**Exercise brief:** Copy, from the entries below, each line where the word "derive" can be found.

**Data section:**
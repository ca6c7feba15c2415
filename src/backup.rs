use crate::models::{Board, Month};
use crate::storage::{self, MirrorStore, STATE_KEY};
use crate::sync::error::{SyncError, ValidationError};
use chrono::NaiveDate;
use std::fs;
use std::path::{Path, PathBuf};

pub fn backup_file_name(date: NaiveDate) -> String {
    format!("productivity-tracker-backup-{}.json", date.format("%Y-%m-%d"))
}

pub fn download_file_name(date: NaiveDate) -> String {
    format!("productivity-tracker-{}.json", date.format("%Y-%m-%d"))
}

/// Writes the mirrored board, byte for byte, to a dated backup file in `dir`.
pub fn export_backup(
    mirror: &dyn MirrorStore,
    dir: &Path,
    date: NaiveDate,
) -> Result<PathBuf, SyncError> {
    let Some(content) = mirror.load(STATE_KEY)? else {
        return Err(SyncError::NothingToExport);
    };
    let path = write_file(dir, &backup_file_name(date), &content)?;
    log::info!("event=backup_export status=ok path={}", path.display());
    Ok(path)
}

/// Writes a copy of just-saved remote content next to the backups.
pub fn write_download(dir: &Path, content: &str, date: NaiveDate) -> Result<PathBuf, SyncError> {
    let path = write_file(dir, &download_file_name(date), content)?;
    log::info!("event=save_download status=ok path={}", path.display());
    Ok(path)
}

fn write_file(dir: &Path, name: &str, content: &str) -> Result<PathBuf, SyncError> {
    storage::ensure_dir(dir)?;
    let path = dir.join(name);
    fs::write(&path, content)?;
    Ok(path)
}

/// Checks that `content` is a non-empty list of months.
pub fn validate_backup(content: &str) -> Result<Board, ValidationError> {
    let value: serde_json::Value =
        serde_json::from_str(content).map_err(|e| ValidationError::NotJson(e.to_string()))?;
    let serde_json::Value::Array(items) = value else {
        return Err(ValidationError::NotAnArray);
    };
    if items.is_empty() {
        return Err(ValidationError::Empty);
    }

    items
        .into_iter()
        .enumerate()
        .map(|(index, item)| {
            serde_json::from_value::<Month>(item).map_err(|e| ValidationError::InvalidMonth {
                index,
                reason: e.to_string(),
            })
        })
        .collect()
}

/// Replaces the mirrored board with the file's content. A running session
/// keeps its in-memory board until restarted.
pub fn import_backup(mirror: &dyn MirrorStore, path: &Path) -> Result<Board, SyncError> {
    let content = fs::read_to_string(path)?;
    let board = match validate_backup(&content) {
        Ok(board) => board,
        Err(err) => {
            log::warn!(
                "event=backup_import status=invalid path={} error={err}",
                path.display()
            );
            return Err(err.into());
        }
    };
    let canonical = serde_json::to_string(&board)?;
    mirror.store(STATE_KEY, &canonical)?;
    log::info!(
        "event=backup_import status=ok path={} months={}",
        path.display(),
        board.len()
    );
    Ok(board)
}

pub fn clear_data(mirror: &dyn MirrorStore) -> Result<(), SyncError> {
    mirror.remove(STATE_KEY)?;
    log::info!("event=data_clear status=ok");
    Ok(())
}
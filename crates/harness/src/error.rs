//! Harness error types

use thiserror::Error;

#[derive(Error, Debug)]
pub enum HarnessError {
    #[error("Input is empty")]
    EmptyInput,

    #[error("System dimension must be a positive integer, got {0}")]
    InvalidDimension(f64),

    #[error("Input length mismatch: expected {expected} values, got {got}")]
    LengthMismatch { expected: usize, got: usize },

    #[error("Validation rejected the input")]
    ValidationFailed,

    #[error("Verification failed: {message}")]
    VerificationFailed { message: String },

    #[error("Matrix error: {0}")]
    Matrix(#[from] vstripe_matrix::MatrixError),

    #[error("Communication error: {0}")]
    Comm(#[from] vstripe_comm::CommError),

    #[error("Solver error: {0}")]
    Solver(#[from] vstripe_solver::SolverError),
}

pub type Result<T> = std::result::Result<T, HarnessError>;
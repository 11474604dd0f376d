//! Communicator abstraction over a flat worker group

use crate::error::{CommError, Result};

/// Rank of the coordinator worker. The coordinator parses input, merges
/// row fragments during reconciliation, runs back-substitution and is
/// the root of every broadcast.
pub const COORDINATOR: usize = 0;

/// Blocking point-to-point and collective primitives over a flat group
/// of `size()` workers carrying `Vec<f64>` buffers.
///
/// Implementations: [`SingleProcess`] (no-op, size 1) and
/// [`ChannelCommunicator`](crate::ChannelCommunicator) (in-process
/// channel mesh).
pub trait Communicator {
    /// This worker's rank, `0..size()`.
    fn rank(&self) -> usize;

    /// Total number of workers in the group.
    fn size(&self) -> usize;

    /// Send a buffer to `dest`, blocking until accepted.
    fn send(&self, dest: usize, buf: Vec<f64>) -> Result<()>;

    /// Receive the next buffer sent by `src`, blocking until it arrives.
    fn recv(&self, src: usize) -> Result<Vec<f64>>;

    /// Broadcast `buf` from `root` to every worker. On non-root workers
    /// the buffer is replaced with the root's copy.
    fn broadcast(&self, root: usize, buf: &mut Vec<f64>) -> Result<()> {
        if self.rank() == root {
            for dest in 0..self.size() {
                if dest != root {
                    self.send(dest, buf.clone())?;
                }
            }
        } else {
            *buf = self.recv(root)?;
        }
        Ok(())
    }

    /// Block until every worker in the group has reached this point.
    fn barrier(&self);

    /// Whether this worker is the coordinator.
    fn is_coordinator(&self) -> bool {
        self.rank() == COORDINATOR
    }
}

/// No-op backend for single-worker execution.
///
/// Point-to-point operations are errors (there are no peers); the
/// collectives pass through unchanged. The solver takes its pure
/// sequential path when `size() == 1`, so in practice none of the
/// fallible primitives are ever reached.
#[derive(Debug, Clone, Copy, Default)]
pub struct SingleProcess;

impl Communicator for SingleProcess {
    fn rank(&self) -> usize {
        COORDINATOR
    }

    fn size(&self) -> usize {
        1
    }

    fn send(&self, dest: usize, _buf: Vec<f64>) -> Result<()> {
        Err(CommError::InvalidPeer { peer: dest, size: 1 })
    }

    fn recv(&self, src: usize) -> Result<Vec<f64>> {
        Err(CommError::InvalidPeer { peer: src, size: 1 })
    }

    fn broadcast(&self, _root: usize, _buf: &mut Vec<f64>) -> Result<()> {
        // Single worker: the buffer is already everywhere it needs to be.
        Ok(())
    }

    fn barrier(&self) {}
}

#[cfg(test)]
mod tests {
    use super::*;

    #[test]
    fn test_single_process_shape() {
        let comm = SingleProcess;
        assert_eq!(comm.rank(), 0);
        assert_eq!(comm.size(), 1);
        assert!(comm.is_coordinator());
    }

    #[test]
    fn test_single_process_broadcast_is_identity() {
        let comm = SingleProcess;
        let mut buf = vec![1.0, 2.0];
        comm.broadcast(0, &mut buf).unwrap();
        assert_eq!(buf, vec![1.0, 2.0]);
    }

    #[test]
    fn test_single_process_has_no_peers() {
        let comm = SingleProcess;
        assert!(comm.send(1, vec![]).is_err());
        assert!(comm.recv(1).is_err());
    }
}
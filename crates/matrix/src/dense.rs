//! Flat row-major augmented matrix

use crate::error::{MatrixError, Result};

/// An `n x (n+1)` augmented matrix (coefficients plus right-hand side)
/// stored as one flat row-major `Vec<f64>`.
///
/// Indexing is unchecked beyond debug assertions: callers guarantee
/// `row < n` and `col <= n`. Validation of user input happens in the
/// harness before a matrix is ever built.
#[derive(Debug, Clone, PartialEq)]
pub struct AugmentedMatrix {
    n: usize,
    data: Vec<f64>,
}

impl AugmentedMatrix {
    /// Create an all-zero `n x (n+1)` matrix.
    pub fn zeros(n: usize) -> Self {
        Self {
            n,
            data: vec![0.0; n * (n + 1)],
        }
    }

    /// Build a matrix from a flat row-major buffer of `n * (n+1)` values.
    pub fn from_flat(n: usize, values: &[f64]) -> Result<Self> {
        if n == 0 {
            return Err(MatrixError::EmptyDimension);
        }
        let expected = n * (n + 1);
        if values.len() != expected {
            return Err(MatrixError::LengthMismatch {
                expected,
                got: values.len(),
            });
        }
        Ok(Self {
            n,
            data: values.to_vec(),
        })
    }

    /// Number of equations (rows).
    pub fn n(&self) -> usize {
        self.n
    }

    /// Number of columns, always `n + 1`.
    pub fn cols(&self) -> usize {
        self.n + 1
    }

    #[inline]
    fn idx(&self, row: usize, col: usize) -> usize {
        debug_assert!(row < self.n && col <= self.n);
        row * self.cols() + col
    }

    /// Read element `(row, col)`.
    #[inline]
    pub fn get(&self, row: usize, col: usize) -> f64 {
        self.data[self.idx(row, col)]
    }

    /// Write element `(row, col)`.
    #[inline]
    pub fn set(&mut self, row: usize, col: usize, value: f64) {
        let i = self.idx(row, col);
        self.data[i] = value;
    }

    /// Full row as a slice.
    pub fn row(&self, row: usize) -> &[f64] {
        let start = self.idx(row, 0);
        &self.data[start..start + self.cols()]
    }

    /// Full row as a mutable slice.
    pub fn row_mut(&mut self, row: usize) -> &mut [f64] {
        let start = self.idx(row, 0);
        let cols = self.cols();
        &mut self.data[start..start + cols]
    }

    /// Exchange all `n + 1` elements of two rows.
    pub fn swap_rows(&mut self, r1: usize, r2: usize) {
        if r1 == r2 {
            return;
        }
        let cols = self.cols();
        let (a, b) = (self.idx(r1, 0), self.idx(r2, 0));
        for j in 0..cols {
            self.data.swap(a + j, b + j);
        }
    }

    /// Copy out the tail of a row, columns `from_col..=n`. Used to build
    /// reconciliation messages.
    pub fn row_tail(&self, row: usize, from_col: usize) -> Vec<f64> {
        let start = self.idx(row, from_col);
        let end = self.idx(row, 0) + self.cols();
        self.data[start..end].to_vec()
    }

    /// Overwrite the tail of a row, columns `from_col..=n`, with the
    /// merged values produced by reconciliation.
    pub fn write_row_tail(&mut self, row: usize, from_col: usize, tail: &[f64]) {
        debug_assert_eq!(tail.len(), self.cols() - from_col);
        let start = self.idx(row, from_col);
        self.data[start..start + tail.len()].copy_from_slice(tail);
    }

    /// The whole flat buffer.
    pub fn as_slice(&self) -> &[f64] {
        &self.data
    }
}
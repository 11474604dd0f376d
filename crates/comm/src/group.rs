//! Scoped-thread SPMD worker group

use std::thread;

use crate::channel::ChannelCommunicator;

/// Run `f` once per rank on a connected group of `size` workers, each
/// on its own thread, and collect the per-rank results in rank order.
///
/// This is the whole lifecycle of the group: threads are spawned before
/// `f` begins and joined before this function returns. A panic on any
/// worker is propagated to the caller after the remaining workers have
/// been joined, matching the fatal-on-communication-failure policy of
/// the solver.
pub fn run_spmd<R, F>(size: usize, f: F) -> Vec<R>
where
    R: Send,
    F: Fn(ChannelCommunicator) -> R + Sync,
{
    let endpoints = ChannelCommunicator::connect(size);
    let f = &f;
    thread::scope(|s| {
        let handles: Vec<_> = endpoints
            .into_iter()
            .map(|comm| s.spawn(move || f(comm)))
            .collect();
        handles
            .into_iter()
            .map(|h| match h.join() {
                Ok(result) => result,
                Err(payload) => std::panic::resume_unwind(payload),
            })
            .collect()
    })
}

**Response:**
#[derive(Error, Debug)]
#[derive(Debug, Clone, Copy, Default)]
#[derive(Debug, Clone, PartialEq)]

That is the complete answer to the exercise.